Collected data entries
··········

//! Error types for trendr

use thiserror::Error;

/// Main error type for trendr operations
#[derive(Error, Debug)]
pub enum Error {
    #[error("Invalid raster dimensions: {width}x{height}")]
    InvalidDimensions { width: usize, height: usize },

    #[error("Index out of bounds: ({row}, {col}) in raster of size ({rows}, {cols})")]
    IndexOutOfBounds {
        row: usize,
        col: usize,
        rows: usize,
        cols: usize,
    },

    #[error("Raster size mismatch: expected ({er}, {ec}), got ({ar}, {ac})")]
    SizeMismatch { er: usize, ec: usize, ar: usize, ac: usize },

    #[error("Missing band: {0}")]
    MissingBand(String),

    #[error("Duplicate band name: {0}")]
    DuplicateBand(String),

    #[error("Invalid year range: start {start} > end {end}")]
    InvalidYearRange { start: i32, end: i32 },

    #[error("Invalid day window: {0}")]
    InvalidDayWindow(String),

    #[error("Degenerate region: polygon must have at least 3 points enclosing a non-zero area")]
    DegenerateRegion,

    #[error("Invalid parameter: {name} = {value} ({reason})")]
    InvalidParameter {
        name: &'static str,
        value: String,
        reason: String,
    },

    /// A remote computation (collection query, segmentation, export) failed.
    /// `stage` names the pipeline stage whose request was rejected.
    #[error("Remote computation failed at {stage}: {message}")]
    Remote { stage: String, message: String },

    #[error("{0}")]
    Other(String),
}

impl Error {
    /// Build a [`Error::Remote`] for the given stage.
    pub fn remote(stage: &str, message: impl Into<String>) -> Self {
        Error::Remote {
            stage: stage.to_string(),
            message: message.into(),
        }
    }
}

/// Result type alias for trendr operations
pub type Result<T> = std::result::Result<T, Error>;
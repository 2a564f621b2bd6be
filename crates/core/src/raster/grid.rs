//! Main Raster type

use crate::error::{Error, Result};
use crate::raster::RasterElement;
use ndarray::Array2;

/// A 2D raster grid of values of type `T` with an optional no-data value.
///
/// Pipeline grids carry no local georeferencing; the region and pixel scale
/// travel with the remote requests instead. For float grids the masking
/// convention is NaN.
#[derive(Debug, Clone, PartialEq)]
pub struct Raster<T: RasterElement> {
    /// Raster data stored in row-major order (row, col)
    data: Array2<T>,
    /// No-data value
    nodata: Option<T>,
}

impl<T: RasterElement> Raster<T> {
    /// Create a new raster filled with zeros
    pub fn new(rows: usize, cols: usize) -> Self {
        Self {
            data: Array2::zeros((rows, cols)),
            nodata: None,
        }
    }

    /// Create a new raster filled with a specific value
    pub fn filled(rows: usize, cols: usize, value: T) -> Self {
        Self {
            data: Array2::from_elem((rows, cols), value),
            nodata: None,
        }
    }

    /// Create a raster from existing row-major data
    pub fn from_vec(data: Vec<T>, rows: usize, cols: usize) -> Result<Self> {
        if data.len() != rows * cols {
            return Err(Error::InvalidDimensions {
                width: cols,
                height: rows,
            });
        }

        let array = Array2::from_shape_vec((rows, cols), data)
            .map_err(|e| Error::Other(e.to_string()))?;

        Ok(Self {
            data: array,
            nodata: None,
        })
    }

    /// Create a raster from an ndarray
    pub fn from_array(data: Array2<T>) -> Self {
        Self { data, nodata: None }
    }

    // Dimensions

    /// Number of rows
    pub fn rows(&self) -> usize {
        self.data.nrows()
    }

    /// Number of columns
    pub fn cols(&self) -> usize {
        self.data.ncols()
    }

    /// Dimensions as (rows, cols)
    pub fn shape(&self) -> (usize, usize) {
        self.data.dim()
    }

    /// Total number of cells
    pub fn len(&self) -> usize {
        self.data.len()
    }

    /// Whether the raster is empty
    pub fn is_empty(&self) -> bool {
        self.data.is_empty()
    }

    // Data access

    /// Get value at (row, col)
    pub fn get(&self, row: usize, col: usize) -> Result<T> {
        self.data
            .get((row, col))
            .copied()
            .ok_or(Error::IndexOutOfBounds {
                row,
                col,
                rows: self.rows(),
                cols: self.cols(),
            })
    }

    /// Get value at (row, col) without bounds checking
    ///
    /// # Safety
    /// Caller must ensure row < self.rows() and col < self.cols()
    pub unsafe fn get_unchecked(&self, row: usize, col: usize) -> T {
        unsafe { *self.data.uget((row, col)) }
    }

    /// Set value at (row, col)
    pub fn set(&mut self, row: usize, col: usize, value: T) -> Result<()> {
        if row >= self.rows() || col >= self.cols() {
            return Err(Error::IndexOutOfBounds {
                row,
                col,
                rows: self.rows(),
                cols: self.cols(),
            });
        }
        self.data[(row, col)] = value;
        Ok(())
    }

    /// Get a reference to the underlying array
    pub fn data(&self) -> &Array2<T> {
        &self.data
    }

    /// Get a mutable reference to the underlying array
    pub fn data_mut(&mut self) -> &mut Array2<T> {
        &mut self.data
    }

    // No-data handling

    /// Get the no-data value
    pub fn nodata(&self) -> Option<T> {
        self.nodata
    }

    /// Set the no-data value
    pub fn set_nodata(&mut self, nodata: Option<T>) {
        self.nodata = nodata;
    }

    /// Check if a value is no-data
    pub fn is_nodata(&self, value: T) -> bool {
        value.is_nodata(self.nodata)
    }

    /// Number of valid (non-nodata) cells
    pub fn valid_count(&self) -> usize {
        self.data.iter().filter(|v| !self.is_nodata(**v)).count()
    }

    /// Whether every cell is no-data
    pub fn is_fully_masked(&self) -> bool {
        self.valid_count() == 0
    }
}

impl Raster<f64> {
    /// A raster of the given shape with every cell masked (NaN).
    pub fn masked(rows: usize, cols: usize) -> Self {
        let mut r = Self::filled(rows, cols, f64::NAN);
        r.set_nodata(Some(f64::NAN));
        r
    }

    /// Apply a function to every valid cell, preserving NaN.
    pub fn map<F: Fn(f64) -> f64>(&self, f: F) -> Self {
        let mut out = self.clone();
        out.set_nodata(Some(f64::NAN));
        out.data_mut().mapv_inplace(|v| if v.is_nan() { v } else { f(v) });
        out
    }

    /// Replace every masked cell with `fill`, leaving no masked cells.
    pub fn unmask(&self, fill: f64) -> Self {
        let mut out = self.clone();
        out.data_mut().mapv_inplace(|v| if v.is_nan() { fill } else { v });
        out.set_nodata(None);
        out
    }
}

#[cfg(test)]
mod tests {
    use super::*;

    #[test]
    fn test_raster_creation() {
        let raster: Raster<f64> = Raster::new(100, 200);
        assert_eq!(raster.rows(), 100);
        assert_eq!(raster.cols(), 200);
        assert_eq!(raster.shape(), (100, 200));
    }

    #[test]
    fn test_raster_access() {
        let mut raster: Raster<f64> = Raster::new(10, 10);
        raster.set(5, 5, 42.0).unwrap();
        assert_eq!(raster.get(5, 5).unwrap(), 42.0);
        assert!(raster.get(10, 0).is_err());
    }

    #[test]
    fn test_from_vec_rejects_bad_len() {
        assert!(Raster::from_vec(vec![1.0; 5], 2, 3).is_err());
        assert!(Raster::from_vec(vec![1.0; 6], 2, 3).is_ok());
    }

    #[test]
    fn test_masked_raster() {
        let r = Raster::<f64>::masked(4, 4);
        assert!(r.is_fully_masked());
        assert_eq!(r.valid_count(), 0);
    }

    #[test]
    fn test_unmask_fills_nan() {
        let mut r = Raster::filled(2, 2, 3.0);
        r.set_nodata(Some(f64::NAN));
        r.set(0, 0, f64::NAN).unwrap();
        let filled = r.unmask(-9999.0);
        assert_eq!(filled.get(0, 0).unwrap(), -9999.0);
        assert_eq!(filled.get(1, 1).unwrap(), 3.0);
        assert_eq!(filled.nodata(), None);
    }

    #[test]
    fn test_map_preserves_nan() {
        let mut r = Raster::filled(2, 2, 3.0);
        r.set_nodata(Some(f64::NAN));
        r.set(0, 0, f64::NAN).unwrap();
        let doubled = r.map(|v| v * 2.0);
        assert!(doubled.get(0, 0).unwrap().is_nan());
        assert_eq!(doubled.get(1, 1).unwrap(), 6.0);
        assert_eq!(doubled.valid_count(), 3);
    }
}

··········

=== Task directions ===
Considering only lines of the records that hold the string "RasterElement", state how many there are and nothing else.

=== Response to the task ===
3